Interferon regulatory factor-1 (IRF-1) is a tumor suppressor gene presumed to be involved in the control of cellular proliferation and transformation. Given that the IRF-1 is consistently expressed in the normally cycling endometrium, the question was raised of the possible role of IRF-1 in the genesis of endometrial adenocarcinoma. A series of 25 normal and 86 malignant endometria was investigated using immunohistochemical techniques and the anti-IRF-1 polyclonal antibody c-20. Normal endometrial glands were, indeed, consistently reactive with IRF-1. Excluding the invading tumor front, malignant endometria were deprived of IRF-1 reactivity, as 81 of the 86 cases (94.2%) were negative for this antigen. At the invading tumor front, however, IRF-1 was derepressed in tumor cells in 35% of the cases.
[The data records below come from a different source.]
//! Step& Node - simulated story walk
//!
//! This binary runs a complete walk session against a simulated walker:
//! - Missions generated around the start location
//! - A scripted route at walking pace with optional GPS noise
//! - Dwell auto-completion, or simulated taps with `--no-auto-complete`
//! - A walk summary folded into the session totals

mod sim;

use clap::Parser;
use std::path::PathBuf;
use tokio::sync::broadcast::{self, error::RecvError};
use tracing::{debug, info, warn, Level};
use tracing_subscriber::FmtSubscriber;

use stepand_core::config::{LogFormat, LogLevel, LoggingConfig};
use stepand_core::format::{format_clock, format_distance, format_planned_duration};
use stepand_core::{
    Coordinate, EventFilter, EventType, Genre, SessionContext, StepandConfig, Story, UserProfile,
    WalkEvent, WalkEventPayload, WalkSummary,
};
use stepand_walk::{ScriptedLocationProvider, WalkHandle, WalkService};

#[derive(Parser, Debug)]
#[command(name = "stepand-node")]
#[command(about = "Simulated Step& story walk")]
struct Args {
    /// Configuration file (JSON)
    #[arg(long, short)]
    config: Option<PathBuf>,

    /// Start latitude in degrees
    #[arg(long, requires = "lon", allow_hyphen_values = true)]
    lat: Option<f64>,

    /// Start longitude in degrees
    #[arg(long, requires = "lat", allow_hyphen_values = true)]
    lon: Option<f64>,

    /// Story genre (mystery, fantasy, scifi, romance, adventure, horror)
    #[arg(long, short)]
    genre: Option<Genre>,

    /// Story title (defaults to one derived from the genre)
    #[arg(long)]
    title: Option<String>,

    /// Display name for the walker
    #[arg(long, short, default_value = "Walker")]
    name: String,

    /// Walking speed in meters per second
    #[arg(long)]
    speed: Option<f64>,

    /// Maximum GPS noise per sample in meters
    #[arg(long)]
    jitter: Option<f64>,

    /// Seed for the GPS noise
    #[arg(long)]
    seed: Option<u64>,

    /// Run the walk this many times faster than real time
    #[arg(long, default_value_t = 1.0)]
    speedup: f64,

    /// Confirm missions with a simulated tap instead of the dwell timer
    #[arg(long)]
    no_auto_complete: bool,

    /// Print the summary as JSON
    #[arg(long)]
    json: bool,

    /// Enable verbose logging
    #[arg(long, short)]
    verbose: bool,
}

impl Args {
    /// Apply command-line overrides on top of the loaded configuration
    fn apply(&self, config: &mut StepandConfig) -> anyhow::Result<()> {
        if let (Some(lat), Some(lon)) = (self.lat, self.lon) {
            config.simulation.start = Coordinate::new(lat, lon)?;
        }
        if let Some(genre) = self.genre {
            config.walk.genre = genre;
        }
        if let Some(speed) = self.speed {
            config.simulation.speed_mps = speed;
        }
        if let Some(jitter) = self.jitter {
            config.simulation.jitter_m = jitter;
        }
        if let Some(seed) = self.seed {
            config.simulation.seed = seed;
        }
        if self.no_auto_complete {
            config.walk.auto_complete = false;
        }
        if !self.speedup.is_finite() || self.speedup < 1.0 {
            anyhow::bail!("--speedup must be at least 1, got {}", self.speedup);
        }
        config.validate()?;
        Ok(())
    }
}

#[tokio::main]
async fn main() -> anyhow::Result<()> {
    let args = Args::parse();

    let mut config = match &args.config {
        Some(path) => StepandConfig::load(path)?,
        None => StepandConfig::default(),
    };
    args.apply(&mut config)?;

    // Initialize logging
    init_logging(&config.logging, args.verbose)?;

    let genre = config.walk.genre;
    let title = args
        .title
        .clone()
        .unwrap_or_else(|| format!("{} walk", genre.name()));
    let story = Story::new(title, genre, config.walk.planned_duration);

    info!("Starting Step& walk v{}", stepand_core::VERSION);
    info!(
        "Story: {} ({}, {})",
        story.title,
        genre,
        format_planned_duration(story.planned_duration)
    );
    info!("Start: {}", config.simulation.start);

    let mut session = SessionContext::new(UserProfile {
        name: args.name.clone(),
        ..Default::default()
    });
    session.select_story(story);

    // Plan the simulated route
    let route = sim::plan_route(&config.simulation, config.walk.dwell_delay)?;
    info!(
        "Simulated route: {} samples at {:.1} m/s",
        route.samples.len(),
        config.simulation.speed_mps
    );
    let interval = sim::scale(config.simulation.sample_interval, args.speedup);
    let provider = ScriptedLocationProvider::new(route.start, route.samples, interval).with_name("simulator");

    // Create walk service
    let walk_config = sim::scale_walk(&config.walk, args.speedup);
    let (service, handle, event_rx) = WalkService::new(walk_config, provider)?;
    info!("Walk session {}", handle.session_id());

    // Spawn event reporter
    let filter = if args.verbose {
        EventFilter::default()
    } else {
        EventFilter::for_types(vec![EventType::Lifecycle, EventType::Mission])
    };
    let tap = if config.walk.auto_complete { None } else { Some(handle.clone()) };
    let reporter = tokio::spawn(report_events(event_rx, filter, tap));

    // Ctrl-C ends the walk early with a partial summary
    let stopper = handle.clone();
    tokio::spawn(async move {
        if tokio::signal::ctrl_c().await.is_ok() {
            info!("Interrupted, finishing walk");
            if let Err(e) = stopper.stop().await {
                warn!("Failed to stop walk: {}", e);
            }
        }
    });

    let summary = service.run().await?;
    reporter.await?;

    let outcome = session.record_walk(summary.clone());
    if outcome.leveled_up {
        info!("{} reached level {}", session.profile().name, outcome.new_level);
    }

    if args.json {
        println!("{}", serde_json::to_string_pretty(&summary)?);
    } else {
        print_summary(&summary, &session);
    }

    Ok(())
}

fn init_logging(logging: &LoggingConfig, verbose: bool) -> anyhow::Result<()> {
    let level = if verbose { Level::DEBUG } else { tracing_level(logging.level) };
    let builder = FmtSubscriber::builder().with_max_level(level);
    match logging.format {
        LogFormat::Pretty => tracing::subscriber::set_global_default(builder.finish())?,
        LogFormat::Compact => tracing::subscriber::set_global_default(builder.compact().finish())?,
    }
    Ok(())
}

fn tracing_level(level: LogLevel) -> Level {
    match level {
        LogLevel::Trace => Level::TRACE,
        LogLevel::Debug => Level::DEBUG,
        LogLevel::Info => Level::INFO,
        LogLevel::Warn => Level::WARN,
        LogLevel::Error => Level::ERROR,
    }
}

/// Log walk events until the service goes away
///
/// With a `tap` handle, every mission is confirmed as soon as it comes into
/// range, standing in for the user pressing the button.
async fn report_events(
    mut events: broadcast::Receiver<WalkEvent>,
    filter: EventFilter,
    tap: Option<WalkHandle>,
) {
    loop {
        let event = match events.recv().await {
            Ok(event) => event,
            Err(RecvError::Lagged(skipped)) => {
                warn!("Event reporter lagged, skipped {} events", skipped);
                continue;
            }
            Err(RecvError::Closed) => break,
        };

        if filter.matches(&event) {
            log_event(&event);
        }

        if let (Some(handle), WalkEventPayload::MissionInRange { mission_id, .. }) = (&tap, &event.payload) {
            match handle.confirm_mission().await {
                Ok(completion) => debug!("Confirmed mission {}", completion.mission_id),
                Err(e) => warn!("Could not confirm mission {}: {}", mission_id, e),
            }
        }
    }
}

fn log_event(event: &WalkEvent) {
    match &event.payload {
        WalkEventPayload::Started { missions, first_mission, .. } => {
            info!("Walk started with {} missions, heading for {:?}", missions, first_mission);
        }

        WalkEventPayload::NavigationUpdated { mission_id, fix, travelled_m } => {
            let direction = match fix.relative_bearing_deg {
                Some(relative) => format!("{:+.0}°", stepand_core::geo::wrap_180(relative)),
                None => "here".to_string(),
            };
            debug!(
                "Mission {}: {} ({}), walked {}",
                mission_id,
                format_distance(fix.distance_m),
                direction,
                format_distance(*travelled_m)
            );
        }

        WalkEventPayload::MissionInRange { mission_id, entry } => {
            info!("Mission {} in range (entry {})", mission_id, entry);
        }

        WalkEventPayload::MissionOutOfRange { mission_id } => {
            info!("Left the area of mission {}", mission_id);
        }

        WalkEventPayload::MissionCompleted { mission_id, reason, story_progress, chapter, .. } => {
            info!("Mission {} completed ({:?}), chapter {}", mission_id, reason, story_progress);
            info!("  {}", chapter);
        }

        WalkEventPayload::Tick { elapsed } => {
            debug!("Walk clock {}", format_clock(*elapsed));
        }

        WalkEventPayload::LocationLost { reason } => {
            warn!("Location lost: {}", reason);
        }

        WalkEventPayload::Finished { summary } => {
            info!(
                "Walk finished: {}/{} missions, rank {}",
                summary.missions_completed, summary.missions_total, summary.rank
            );
        }
    }
}

fn print_summary(summary: &WalkSummary, session: &SessionContext) {
    println!("Walk complete! Thanks, {}.", session.profile().name);
    println!("  Time:       {}", format_clock(summary.elapsed));
    println!("  Distance:   {}", format_distance(summary.distance_m));
    println!(
        "  Missions:   {}/{} ({:.0}%)",
        summary.missions_completed, summary.missions_total, summary.completion_percent
    );
    println!("  Rank:       {}", summary.rank);
    println!("  Level:      {}", session.profile().level);
    if !session.profile().badges.is_empty() {
        println!("  Badges:     {}", session.profile().badges.join(", "));
    }
    println!();
    println!("{}", summary.share_message());
}
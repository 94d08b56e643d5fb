//! Walker - drives a channel-fed location provider along a route
//!
//! Integration tests push samples the way a GPS adapter would: one per
//! interval, from a separate task, until the route runs out or the walk
//! service closes the channel.

use std::time::Duration;
use tokio::task::JoinHandle;

use stepand_core::mission::generate_missions;
use stepand_core::{Coordinate, Mission, UserLocation};
use stepand_walk::{ChannelLocationProvider, LocationSender};

pub const START: (f64, f64) = (35.6812, 139.7671);

pub fn start() -> Coordinate {
    Coordinate::new(START.0, START.1).expect("valid start")
}

/// Mission targets generated for [`start`], in visiting order
pub fn targets() -> Vec<Coordinate> {
    generate_missions(&start())
        .expect("missions")
        .iter()
        .map(Mission::location)
        .collect()
}

/// Straight-line samples from `from` to `to`, excluding `from`
pub fn leg(from: Coordinate, to: Coordinate, steps: usize) -> Vec<UserLocation> {
    (1..=steps)
        .map(|i| {
            let t = i as f64 / steps as f64;
            let lat = from.latitude() + (to.latitude() - from.latitude()) * t;
            let lon = from.longitude() + (to.longitude() - from.longitude()) * t;
            UserLocation::new(Coordinate::new(lat, lon).expect("interpolated coordinate"))
        })
        .collect()
}

/// Route through all missions, lingering `linger` samples at each
pub fn full_route(linger: usize) -> Vec<UserLocation> {
    let mut route = Vec::new();
    let mut from = start();
    for target in targets() {
        route.extend(leg(from, target, 8));
        route.extend(std::iter::repeat(UserLocation::new(target)).take(linger));
        from = target;
    }
    route
}

/// Background task feeding a [`ChannelLocationProvider`]
pub struct Walker {
    pub task: JoinHandle<usize>,
}

impl Walker {
    /// Send the start fix immediately, then one route sample per `interval`
    ///
    /// The task ends when the route is exhausted or the provider stops
    /// listening, returning how many route samples were delivered.
    pub fn spawn(route: Vec<UserLocation>, interval: Duration) -> (Self, ChannelLocationProvider) {
        let (tx, provider) = ChannelLocationProvider::channel(4);
        let task = tokio::spawn(walk(tx, route, interval));
        (Self { task }, provider)
    }
}

async fn walk(tx: LocationSender, route: Vec<UserLocation>, interval: Duration) -> usize {
    if tx.send(UserLocation::new(start())).await.is_err() {
        return 0;
    }

    let mut delivered = 0;
    for sample in route {
        tokio::time::sleep(interval).await;
        if tx.send(sample).await.is_err() {
            break;
        }
        delivered += 1;
    }
    delivered
}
This phenomenon was independent of the extent of lymphocytic response, but it was associated with thymidine phosphorylase (TP) expression. Furthermore, TP up-regulation and host's lymphocytic response in the area were directly associated. IRF-1 derepression by invading tumor cells was associated with poor prognosis, independently of FIGO stage. It is concluded that down-regulation of IRF-1 is a constant finding in endometrial tumorigenesis. However, derepression of IRF-1 may occur in a subset of tumors, and this event is associated with TP up-regulation and aggressive tumor behavior.